=== EXTRACTED DATA ===
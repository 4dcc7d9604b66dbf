//! 状态快照：在边界处把后端的多种拼写归一为封闭枚举
//!
//! 不同端点使用 `state` 或 `status` 字段，取值既有 `SUCCESS` 也有 `success` / `succeeded`。
//! 归一只在 [`StatusSnapshot::from_value`] 中发生，内部逻辑只对 [`TaskState`] 分支。

use serde::{Deserialize, Serialize};
use serde_json::Value;

/// 归一后的任务状态
#[derive(Clone, Copy, Debug, PartialEq, Eq, Hash, Serialize, Deserialize)]
#[serde(rename_all = "SCREAMING_SNAKE_CASE")]
pub enum TaskState {
    Pending,
    Started,
    Success,
    Failure,
}

impl TaskState {
    /// 解析一个原始状态字符串（大小写不敏感）；无法识别时返回 None
    pub fn parse(raw: &str) -> Option<Self> {
        match raw.trim().to_ascii_lowercase().as_str() {
            "pending" | "received" | "retry" | "queued" => Some(TaskState::Pending),
            "started" | "running" | "progress" | "in_progress" => Some(TaskState::Started),
            "success" | "succeeded" | "completed" => Some(TaskState::Success),
            "failure" | "failed" | "revoked" | "error" => Some(TaskState::Failure),
            _ => None,
        }
    }

    pub fn is_terminal(&self) -> bool {
        matches!(self, TaskState::Success | TaskState::Failure)
    }

    /// Pending / Started 视为处理中
    pub fn is_processing(&self) -> bool {
        !self.is_terminal()
    }
}

/// 一次状态查询的结果
#[derive(Clone, Debug, PartialEq)]
pub struct StatusSnapshot {
    pub state: TaskState,
    /// 仅在 Success 时存在
    pub result: Option<Value>,
    /// 仅在 Failure 时存在
    pub error: Option<String>,
    pub progress: Option<f64>,
    /// 服务端原始响应，供进度回调渲染
    pub raw: Value,
}

impl StatusSnapshot {
    /// 从原始 JSON 构造；`state` 优先于 `status`，缺失或未知拼写视为 Pending
    pub fn from_value(raw: Value) -> Self {
        let raw_state = ["state", "status"]
            .iter()
            .find_map(|key| raw.get(*key).and_then(Value::as_str));

        let state = match raw_state {
            Some(s) => TaskState::parse(s).unwrap_or_else(|| {
                tracing::warn!(status = %s, "Unknown task status spelling, treating as pending");
                TaskState::Pending
            }),
            None => TaskState::Pending,
        };

        let result = match state {
            TaskState::Success => raw.get("result").filter(|v| !v.is_null()).cloned(),
            _ => None,
        };

        let error = match state {
            // Celery 失败时异常文本有时放在 result 中
            TaskState::Failure => raw
                .get("error")
                .filter(|v| !v.is_null())
                .or_else(|| raw.get("result").filter(|v| v.is_string()))
                .map(value_to_message),
            _ => None,
        };

        let progress = raw.get("progress").and_then(Value::as_f64);

        Self {
            state,
            result,
            error,
            progress,
            raw,
        }
    }

    /// 构造一个不携带原始响应的快照（测试与模拟后端使用）
    pub fn new(state: TaskState) -> Self {
        Self {
            state,
            result: None,
            error: None,
            progress: None,
            raw: Value::Null,
        }
    }

    pub fn success(result: Value) -> Self {
        Self {
            result: Some(result),
            ..Self::new(TaskState::Success)
        }
    }

    pub fn failure(error: Option<&str>) -> Self {
        Self {
            error: error.map(String::from),
            ..Self::new(TaskState::Failure)
        }
    }
}

fn value_to_message(v: &Value) -> String {
    match v {
        Value::String(s) => s.clone(),
        other => other.to_string(),
    }
}

#[cfg(test)]
mod tests {
    use super::*;
    use serde_json::json;

    #[test]
    fn test_state_and_status_spellings_are_equivalent() {
        let a = StatusSnapshot::from_value(json!({"status": "success", "result": 1}));
        let b = StatusSnapshot::from_value(json!({"state": "SUCCESS", "result": 1}));
        assert_eq!(a.state, TaskState::Success);
        assert_eq!(a.state, b.state);
        assert_eq!(a.result, b.result);

        let c = StatusSnapshot::from_value(json!({"status": "failed", "error": "boom"}));
        let d = StatusSnapshot::from_value(json!({"state": "FAILURE", "error": "boom"}));
        assert_eq!(c.state, TaskState::Failure);
        assert_eq!(c.error, d.error);
    }

    #[test]
    fn test_state_field_takes_precedence() {
        let snap = StatusSnapshot::from_value(json!({"state": "STARTED", "status": "success"}));
        assert_eq!(snap.state, TaskState::Started);
    }

    #[test]
    fn test_backend_vocabulary() {
        assert_eq!(TaskState::parse("received"), Some(TaskState::Pending));
        assert_eq!(TaskState::parse("RETRY"), Some(TaskState::Pending));
        assert_eq!(TaskState::parse("succeeded"), Some(TaskState::Success));
        assert_eq!(TaskState::parse("Revoked"), Some(TaskState::Failure));
        assert_eq!(TaskState::parse("whatever"), None);
    }

    #[test]
    fn test_unknown_or_missing_status_is_pending() {
        assert_eq!(StatusSnapshot::from_value(json!({"status": "weird"})).state, TaskState::Pending);
        assert_eq!(StatusSnapshot::from_value(json!({})).state, TaskState::Pending);
    }

    #[test]
    fn test_result_and_error_are_exclusive() {
        let ok = StatusSnapshot::from_value(json!({"state": "SUCCESS", "result": {"x": 1}, "error": "stale"}));
        assert_eq!(ok.result, Some(json!({"x": 1})));
        assert!(ok.error.is_none());

        let failed = StatusSnapshot::from_value(json!({"state": "FAILURE", "result": {"x": 1}, "error": "bad"}));
        assert!(failed.result.is_none());
        assert_eq!(failed.error.as_deref(), Some("bad"));

        let pending = StatusSnapshot::from_value(json!({"state": "PENDING", "result": 5}));
        assert!(pending.result.is_none());
    }

    #[test]
    fn test_failure_message_from_result_string() {
        let snap = StatusSnapshot::from_value(json!({"state": "FAILURE", "result": "ValueError('x')"}));
        assert_eq!(snap.error.as_deref(), Some("ValueError('x')"));
    }

    #[test]
    fn test_progress_hint() {
        let snap = StatusSnapshot::from_value(json!({"state": "STARTED", "progress": 42}));
        assert_eq!(snap.progress, Some(42.0));
    }
}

=== WHAT IS REQUIRED ===
Write the entries out again verbatim, every one of them.

=== RESULT FOR THIS EXERCISE ===
repository 4dcc7d9604b66dbf
//! 状态快照：在边界处把后端的多种拼写归一为封闭枚举
//!
//! 不同端点使用 `state` 或 `status` 字段，取值既有 `SUCCESS` 也有 `success` / `succeeded`。
//! 归一只在 [`StatusSnapshot::from_value`] 中发生，内部逻辑只对 [`TaskState`] 分支。

use serde::{Deserialize, Serialize};
use serde_json::Value;

/// 归一后的任务状态
#[derive(Clone, Copy, Debug, PartialEq, Eq, Hash, Serialize, Deserialize)]
#[serde(rename_all = "SCREAMING_SNAKE_CASE")]
pub enum TaskState {
    Pending,
    Started,
    Success,
    Failure,
}

impl TaskState {
    /// 解析一个原始状态字符串（大小写不敏感）；无法识别时返回 None
    pub fn parse(raw: &str) -> Option<Self> {
        match raw.trim().to_ascii_lowercase().as_str() {
            "pending" | "received" | "retry" | "queued" => Some(TaskState::Pending),
            "started" | "running" | "progress" | "in_progress" => Some(TaskState::Started),
            "success" | "succeeded" | "completed" => Some(TaskState::Success),
            "failure" | "failed" | "revoked" | "error" => Some(TaskState::Failure),
            _ => None,
        }
    }

    pub fn is_terminal(&self) -> bool {
        matches!(self, TaskState::Success | TaskState::Failure)
    }

    /// Pending / Started 视为处理中
    pub fn is_processing(&self) -> bool {
        !self.is_terminal()
    }
}

/// 一次状态查询的结果
#[derive(Clone, Debug, PartialEq)]
pub struct StatusSnapshot {
    pub state: TaskState,
    /// 仅在 Success 时存在
    pub result: Option<Value>,
    /// 仅在 Failure 时存在
    pub error: Option<String>,
    pub progress: Option<f64>,
    /// 服务端原始响应，供进度回调渲染
    pub raw: Value,
}

impl StatusSnapshot {
    /// 从原始 JSON 构造；`state` 优先于 `status`，缺失或未知拼写视为 Pending
    pub fn from_value(raw: Value) -> Self {
        let raw_state = ["state", "status"]
            .iter()
            .find_map(|key| raw.get(*key).and_then(Value::as_str));

        let state = match raw_state {
            Some(s) => TaskState::parse(s).unwrap_or_else(|| {
                tracing::warn!(status = %s, "Unknown task status spelling, treating as pending");
                TaskState::Pending
            }),
            None => TaskState::Pending,
        };

        let result = match state {
            TaskState::Success => raw.get("result").filter(|v| !v.is_null()).cloned(),
            _ => None,
        };

        let error = match state {
            // Celery 失败时异常文本有时放在 result 中
            TaskState::Failure => raw
                .get("error")
                .filter(|v| !v.is_null())
                .or_else(|| raw.get("result").filter(|v| v.is_string()))
                .map(value_to_message),
            _ => None,
        };

        let progress = raw.get("progress").and_then(Value::as_f64);

        Self {
            state,
            result,
            error,
            progress,
            raw,
        }
    }

    /// 构造一个不携带原始响应的快照（测试与模拟后端使用）
    pub fn new(state: TaskState) -> Self {
        Self {
            state,
            result: None,
            error: None,
            progress: None,
            raw: Value::Null,
        }
    }

    pub fn success(result: Value) -> Self {
        Self {
            result: Some(result),
            ..Self::new(TaskState::Success)
        }
    }

    pub fn failure(error: Option<&str>) -> Self {
        Self {
            error: error.map(String::from),
            ..Self::new(TaskState::Failure)
        }
    }
}

fn value_to_message(v: &Value) -> String {
    match v {
        Value::String(s) => s.clone(),
        other => other.to_string(),
    }
}

#[cfg(test)]
mod tests {
    use super::*;
    use serde_json::json;

    #[test]
    fn test_state_and_status_spellings_are_equivalent() {
        let a = StatusSnapshot::from_value(json!({"status": "success", "result": 1}));
        let b = StatusSnapshot::from_value(json!({"state": "SUCCESS", "result": 1}));
        assert_eq!(a.state, TaskState::Success);
        assert_eq!(a.state, b.state);
        assert_eq!(a.result, b.result);

        let c = StatusSnapshot::from_value(json!({"status": "failed", "error": "boom"}));
        let d = StatusSnapshot::from_value(json!({"state": "FAILURE", "error": "boom"}));
        assert_eq!(c.state, TaskState::Failure);
        assert_eq!(c.error, d.error);
    }

    #[test]
    fn test_state_field_takes_precedence() {
        let snap = StatusSnapshot::from_value(json!({"state": "STARTED", "status": "success"}));
        assert_eq!(snap.state, TaskState::Started);
    }

    #[test]
    fn test_backend_vocabulary() {
        assert_eq!(TaskState::parse("received"), Some(TaskState::Pending));
        assert_eq!(TaskState::parse("RETRY"), Some(TaskState::Pending));
        assert_eq!(TaskState::parse("succeeded"), Some(TaskState::Success));
        assert_eq!(TaskState::parse("Revoked"), Some(TaskState::Failure));
        assert_eq!(TaskState::parse("whatever"), None);
    }

    #[test]
    fn test_unknown_or_missing_status_is_pending() {
        assert_eq!(StatusSnapshot::from_value(json!({"status": "weird"})).state, TaskState::Pending);
        assert_eq!(StatusSnapshot::from_value(json!({})).state, TaskState::Pending);
    }

    #[test]
    fn test_result_and_error_are_exclusive() {
        let ok = StatusSnapshot::from_value(json!({"state": "SUCCESS", "result": {"x": 1}, "error": "stale"}));
        assert_eq!(ok.result, Some(json!({"x": 1})));
        assert!(ok.error.is_none());

        let failed = StatusSnapshot::from_value(json!({"state": "FAILURE", "result": {"x": 1}, "error": "bad"}));
        assert!(failed.result.is_none());
        assert_eq!(failed.error.as_deref(), Some("bad"));

        let pending = StatusSnapshot::from_value(json!({"state": "PENDING", "result": 5}));
        assert!(pending.result.is_none());
    }

    #[test]
    fn test_failure_message_from_result_string() {
        let snap = StatusSnapshot::from_value(json!({"state": "FAILURE", "result": "ValueError('x')"}));
        assert_eq!(snap.error.as_deref(), Some("ValueError('x')"));
    }

    #[test]
    fn test_progress_hint() {
        let snap = StatusSnapshot::from_value(json!({"state": "STARTED", "progress": 42}));
        assert_eq!(snap.progress, Some(42.0));
    }
}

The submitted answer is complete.